So wie die Beklagte das Personalabbauprogramm mit den gleichlautenden Anschreiben aus Mai 2007 ausgelobt hat, hat die Klägerin keinen Anspruch auf Teilhabe an diesem Programm.
Denn das Programm richtet sich nach seiner Ziffer 1 ("Adressatenkreis") nur an Arbeitnehmer, die bereit sind, eine "geminderte Altersrente" in Anspruch zu nehmen. Ergänzend ist dieser Ziffer zu entnehmen, dass aus diesem Kreis sogar nur die Personen berechtigt sein sollen, die für mindestens zwei Jahre vor ihrem Anspruch auf ungeminderte Rente Altersrente in Anspruch nehmen. Die Klägerin hatte zwar im Bezugszeitpunkt (Mai 2007) nur Anspruch auf eine "geminderte Rente", sie war jedoch zu diesem Zeitpunkt wesentlich weniger als zwei Jahre vom Bezug einer ungekürzten Rente entfernt.

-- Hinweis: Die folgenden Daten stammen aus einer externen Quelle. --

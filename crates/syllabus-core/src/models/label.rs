use serde::{Deserialize, Serialize};

/// A label as it should exist on the remote tracker.
#[derive(Debug, Clone, PartialEq, Eq, Serialize, Deserialize)]
pub struct LabelSpec {
    pub name: String,
    /// Hex colour without the leading `#`.
    pub color: String,
    pub description: String,
}

impl LabelSpec {
    pub fn new(
        name: impl Into<String>,
        color: impl Into<String>,
        description: impl Into<String>,
    ) -> Self {
        Self {
            name: name.into(),
            color: color.into(),
            description: description.into(),
        }
    }

    /// The label grouping all lectures of one week.
    pub fn week(week: u32, color: &str) -> Self {
        Self::new(week_label_name(week), color, format!("Week {week} lectures"))
    }
}

pub fn week_label_name(week: u32) -> String {
    format!("week-{week:02}")
}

Dem Anschreiben der Beklagten vom 15. Mai 2007 ist zwar nicht zu entnehmen, was sie unter einer "geminderten Altersrente" versteht. Aus dem Gesamtzusammenhang ergibt sich jedoch, dass die Beklagte damit auf § 77 SGB VI Bezug genommen hat. Durch § 77 SGB VI ist im deutschen Rentenrecht der "Zugangsfaktor" eingeführt worden. Ist der Zugangsfaktor 1,0 wird die Rente abschlags- und zuschlagsfrei zur Auszahlung gebracht. Renten wegen Alters werden abschlagsfrei zur Auszahlung gebracht, wenn sie erst mit Ablauf des Kalendermonats des Erreichens der Regelaltersgrenze oder eines für den Versicherten maßgebenden niedrigeren Rentenalters beginnen (vgl. § 77 Absatz 2 Nr. 1 SGB VI). Unter einer "geminderten Altersrente" ist daher eine Altersrente zu verstehen, die ein Versicherter vor Erreichen der Regelaltersgrenze oder eines für ihn maßgebenden niedrigeren Rentenalters beantragt. Denn in diesem Falle hat er pro Monat der vorzeitigen Inanspruchnahme eine Kürzung der Rente in Höhe von 0,3 Prozent - im Jahr also um 3,6 Prozent - hinzunehmen.
Diese Kürzung wird durch Verkleinerung des Zugangsfaktors nach der Rechenregel in § 77 Absatz 2 Nr. 2 Buchstabe a SGB VI bewirkt. Eine geminderte Altersrente ist also eine Altersrente, bei der für die Rentenhöhe ein Zugangsfaktor gilt, der kleiner als 1,0 ist.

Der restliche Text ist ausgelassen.